# Instructions for the task
How many lines of these records hold the string "CreateIndex"? Reply with the number alone.

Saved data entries
+++
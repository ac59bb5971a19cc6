use crate::permission::{Permission, PermissionSet};
use crate::resource::Resource;
use crate::validation::{ValidationError, validate_grant};

#[derive(Debug, Clone, PartialEq, Eq, Hash)]
pub struct TableRef {
    pub keyspace: String,
    pub table: String,
}

impl TableRef {
    pub fn new(keyspace: impl Into<String>, table: impl Into<String>) -> Self {
        Self {
            keyspace: keyspace.into(),
            table: table.into(),
        }
    }

    pub fn resource(&self) -> Resource {
        Resource::table(&self.keyspace, &self.table)
    }

    pub fn keyspace_resource(&self) -> Resource {
        Resource::keyspace(&self.keyspace)
    }
}

/// `WITH ...` clause of CREATE/ALTER ROLE. The password is plaintext here;
/// it is hashed before it reaches the store.
#[derive(Debug, Clone, Default, PartialEq, Eq)]
pub struct RoleProperties {
    pub login: Option<bool>,
    pub superuser: Option<bool>,
    pub password: Option<String>,
}

impl RoleProperties {
    pub fn is_empty(&self) -> bool {
        self.login.is_none() && self.superuser.is_none() && self.password.is_none()
    }

    pub fn only_password(&self) -> bool {
        self.password.is_some() && self.login.is_none() && self.superuser.is_none()
    }
}

#[derive(Debug, Clone, Copy, PartialEq, Eq)]
pub enum PermissionSpec {
    All,
    Only(PermissionSet),
}

impl PermissionSpec {
    /// `ALL` expands to whatever the resource supports.
    pub fn resolve(&self, resource: &Resource) -> Result<PermissionSet, ValidationError> {
        match self {
            PermissionSpec::All => Ok(resource.supported_permissions()),
            PermissionSpec::Only(set) => {
                validate_grant(resource, *set)?;
                Ok(*set)
            }
        }
    }
}

impl From<Permission> for PermissionSpec {
    fn from(permission: Permission) -> Self {
        PermissionSpec::Only(permission.into())
    }
}

/// A parsed data or administrative statement, as handed over by the query layer.
#[derive(Debug, Clone, PartialEq, Eq)]
pub enum Statement {
    CreateKeyspace { keyspace: String },
    DropKeyspace { keyspace: String },
    CreateTable(TableRef),
    AlterTable(TableRef),
    DropTable(TableRef),
    CreateIndex { table: TableRef, index: String },
    DropIndex { table: TableRef, index: String },
    CreateType { keyspace: String, name: String },
    DropType { keyspace: String, name: String },
    Select(TableRef),
    Insert(TableRef),
    Update(TableRef),
    Delete(TableRef),
    Truncate(TableRef),
    CreateRole { role: String, properties: RoleProperties },
    AlterRole { role: String, properties: RoleProperties },
    DropRole { role: String },
    GrantRole { granted: String, recipient: String },
    RevokeRole { granted: String, recipient: String },
    GrantPermission {
        permissions: PermissionSpec,
        resource: Resource,
        grantee: String,
    },
    RevokePermission {
        permissions: PermissionSpec,
        resource: Resource,
        revokee: String,
    },
    ListRoles { of: Option<String> },
    ListPermissions {
        of: Option<String>,
        resource: Option<Resource>,
    },
}

/// One permission the principal must hold, directly or through an ancestor.
#[derive(Debug, Clone, PartialEq, Eq)]
pub struct Requirement {
    pub permission: Permission,
    pub resource: Resource,
}

impl Requirement {
    fn new(permission: Permission, resource: Resource) -> Self {
        Self {
            permission,
            resource,
        }
    }
}

impl Statement {
    pub fn name(&self) -> &'static str {
        match self {
            Statement::CreateKeyspace { .. } => "CREATE KEYSPACE",
            Statement::DropKeyspace { .. } => "DROP KEYSPACE",
            Statement::CreateTable(_) => "CREATE TABLE",
            Statement::AlterTable(_) => "ALTER TABLE",
            Statement::DropTable(_) => "DROP TABLE",
            Statement::CreateIndex { .. } => "CREATE INDEX",
            Statement::DropIndex { .. } => "DROP INDEX",
            Statement::CreateType { .. } => "CREATE TYPE",
            Statement::DropType { .. } => "DROP TYPE",
            Statement::Select(_) => "SELECT",
            Statement::Insert(_) => "INSERT",
            Statement::Update(_) => "UPDATE",
            Statement::Delete(_) => "DELETE",
            Statement::Truncate(_) => "TRUNCATE",
            Statement::CreateRole { .. } => "CREATE ROLE",
            Statement::AlterRole { .. } => "ALTER ROLE",
            Statement::DropRole { .. } => "DROP ROLE",
            Statement::GrantRole { .. } => "GRANT ROLE",
            Statement::RevokeRole { .. } => "REVOKE ROLE",
            Statement::GrantPermission { .. } => "GRANT",
            Statement::RevokePermission { .. } => "REVOKE",
            Statement::ListRoles { .. } => "LIST ROLES",
            Statement::ListPermissions { .. } => "LIST PERMISSIONS",
        }
    }

    /// Shape checks that do not depend on who is asking.
    pub fn validate(&self) -> Result<(), ValidationError> {
        for resource in self.named_resources() {
            resource.validate()?;
        }

        match self {
            Statement::AlterRole { properties, .. } if properties.is_empty() => {
                Err(ValidationError::MissingRoleOptions)
            }
            Statement::GrantPermission {
                permissions,
                resource,
                ..
            }
            | Statement::RevokePermission {
                permissions,
                resource,
                ..
            } => permissions.resolve(resource).map(|_| ()),
            _ => Ok(()),
        }
    }

    /// Every keyspace, table and role the statement refers to by name.
    fn named_resources(&self) -> Vec<Resource> {
        match self {
            Statement::CreateKeyspace { keyspace }
            | Statement::DropKeyspace { keyspace }
            | Statement::CreateType { keyspace, .. }
            | Statement::DropType { keyspace, .. } => vec![Resource::keyspace(keyspace)],
            Statement::CreateTable(table)
            | Statement::AlterTable(table)
            | Statement::DropTable(table)
            | Statement::CreateIndex { table, .. }
            | Statement::DropIndex { table, .. }
            | Statement::Select(table)
            | Statement::Insert(table)
            | Statement::Update(table)
            | Statement::Delete(table)
            | Statement::Truncate(table) => vec![table.resource()],
            Statement::CreateRole { role, .. }
            | Statement::AlterRole { role, .. }
            | Statement::DropRole { role } => vec![Resource::role(role)],
            Statement::GrantRole { granted, recipient }
            | Statement::RevokeRole { granted, recipient } => {
                vec![Resource::role(granted), Resource::role(recipient)]
            }
            Statement::GrantPermission {
                resource, grantee, ..
            }
            | Statement::RevokePermission {
                resource,
                revokee: grantee,
                ..
            } => vec![resource.clone(), Resource::role(grantee)],
            Statement::ListRoles { of } => of.iter().map(Resource::role).collect(),
            Statement::ListPermissions { of, resource } => of
                .iter()
                .map(Resource::role)
                .chain(resource.iter().cloned())
                .collect(),
        }
    }

    /// Permissions checked against the hierarchy. Role-specific rules such as
    /// superuser requirements live in the enforcer.
    pub fn requirements(&self) -> Vec<Requirement> {
        let single = |permission, resource| vec![Requirement::new(permission, resource)];

        match self {
            Statement::CreateKeyspace { .. } => single(Permission::Create, Resource::AllKeyspaces),
            Statement::DropKeyspace { keyspace } => {
                single(Permission::Drop, Resource::keyspace(keyspace))
            }
            Statement::CreateTable(table) => single(Permission::Create, table.keyspace_resource()),
            Statement::CreateType { keyspace, .. } => {
                single(Permission::Create, Resource::keyspace(keyspace))
            }
            Statement::DropType { keyspace, .. } => {
                single(Permission::Drop, Resource::keyspace(keyspace))
            }
            Statement::AlterTable(table)
            | Statement::CreateIndex { table, .. }
            | Statement::DropIndex { table, .. } => single(Permission::Alter, table.resource()),
            Statement::DropTable(table) => single(Permission::Drop, table.resource()),
            Statement::Select(table) => single(Permission::Select, table.resource()),
            Statement::Insert(table)
            | Statement::Update(table)
            | Statement::Delete(table)
            | Statement::Truncate(table) => single(Permission::Modify, table.resource()),
            Statement::CreateRole { .. } => single(Permission::Create, Resource::AllRoles),
            Statement::AlterRole { role, .. } => single(Permission::Alter, Resource::role(role)),
            Statement::DropRole { role } => single(Permission::Drop, Resource::role(role)),
            Statement::GrantRole { granted, recipient }
            | Statement::RevokeRole { granted, recipient } => vec![
                Requirement::new(Permission::Authorize, Resource::role(granted)),
                Requirement::new(Permission::Authorize, Resource::role(recipient)),
            ],
            Statement::GrantPermission { resource, .. }
            | Statement::RevokePermission { resource, .. } => {
                single(Permission::Authorize, resource.clone())
            }
            Statement::ListRoles { .. } | Statement::ListPermissions { .. } => {
                single(Permission::Describe, Resource::AllRoles)
            }
        }
    }
}

#[cfg(test)]
mod tests {
    use super::*;

    fn single(statement: Statement) -> (Permission, String) {
        let reqs = statement.requirements();
        assert_eq!(reqs.len(), 1, "{statement:?}");
        (reqs[0].permission, reqs[0].resource.canonical())
    }

    #[test]
    fn ddl_requirements() {
        let t = TableRef::new("ks", "t");

        assert_eq!(
            single(Statement::CreateKeyspace {
                keyspace: "ks".into()
            }),
            (Permission::Create, "data".into())
        );
        assert_eq!(
            single(Statement::DropKeyspace {
                keyspace: "ks".into()
            }),
            (Permission::Drop, "data/ks".into())
        );
        assert_eq!(
            single(Statement::CreateTable(t.clone())),
            (Permission::Create, "data/ks".into())
        );
        assert_eq!(
            single(Statement::CreateIndex {
                table: t.clone(),
                index: "idx".into()
            }),
            (Permission::Alter, "data/ks/t".into())
        );
        assert_eq!(
            single(Statement::DropType {
                keyspace: "ks".into(),
                name: "addr".into()
            }),
            (Permission::Drop, "data/ks".into())
        );
        assert_eq!(
            single(Statement::DropTable(t)),
            (Permission::Drop, "data/ks/t".into())
        );
    }

    #[test]
    fn dml_requirements() {
        let t = TableRef::new("ks", "t");

        assert_eq!(
            single(Statement::Select(t.clone())),
            (Permission::Select, "data/ks/t".into())
        );
        for statement in [
            Statement::Insert(t.clone()),
            Statement::Update(t.clone()),
            Statement::Delete(t.clone()),
            Statement::Truncate(t),
        ] {
            assert_eq!(single(statement), (Permission::Modify, "data/ks/t".into()));
        }
    }

    #[test]
    fn grant_role_needs_authorize_on_both_roles() {
        let reqs = Statement::GrantRole {
            granted: "a".into(),
            recipient: "b".into(),
        }
        .requirements();

        assert_eq!(
            reqs,
            vec![
                Requirement::new(Permission::Authorize, Resource::role("a")),
                Requirement::new(Permission::Authorize, Resource::role("b")),
            ]
        );
    }

    #[test]
    fn alter_role_without_properties_is_rejected() {
        let statement = Statement::AlterRole {
            role: "r".into(),
            properties: RoleProperties::default(),
        };

        let err = statement.validate().unwrap_err();
        assert_eq!(err, ValidationError::MissingRoleOptions);
        assert!(err.to_string().contains("expecting WITH"));
    }

    #[test]
    fn grant_of_unsupported_permission_is_rejected() {
        let statement = Statement::GrantPermission {
            permissions: Permission::Describe.into(),
            resource: Resource::table("ks", "t"),
            grantee: "u".into(),
        };

        assert!(matches!(
            statement.validate(),
            Err(ValidationError::UnsupportedPermission { .. })
        ));
    }

    #[test]
    fn grant_all_on_table_includes_create() {
        let set = PermissionSpec::All.resolve(&Resource::table("ks", "t")).unwrap();

        assert_eq!(set.len(), 6);
        assert!(set.contains(Permission::Create));
    }

    #[test]
    fn malformed_names_are_rejected() {
        for statement in [
            Statement::CreateKeyspace {
                keyspace: "a/b".into(),
            },
            Statement::CreateKeyspace {
                keyspace: String::new(),
            },
            Statement::Select(TableRef::new("ks", "")),
            Statement::DropRole { role: "x/y".into() },
            Statement::GrantPermission {
                permissions: Permission::Select.into(),
                resource: Resource::keyspace("ks"),
                grantee: String::new(),
            },
            Statement::ListPermissions {
                of: None,
                resource: Some(Resource::keyspace("a/b")),
            },
        ] {
            assert!(
                matches!(
                    statement.validate(),
                    Err(ValidationError::MalformedResource(_))
                ),
                "{statement:?}"
            );
        }
    }

    #[test]
    fn all_resolves_to_supported_set() {
        let set = PermissionSpec::All.resolve(&Resource::role("r")).unwrap();

        assert_eq!(set.to_string(), "{ALTER, AUTHORIZE, DROP}");
    }

    #[test]
    fn only_password_detection() {
        let props = RoleProperties {
            password: Some("pw".into()),
            ..Default::default()
        };
        assert!(props.only_password());

        let props = RoleProperties {
            password: Some("pw".into()),
            login: Some(true),
            ..Default::default()
        };
        assert!(!props.only_password());
    }
}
+++
# Output of the task
5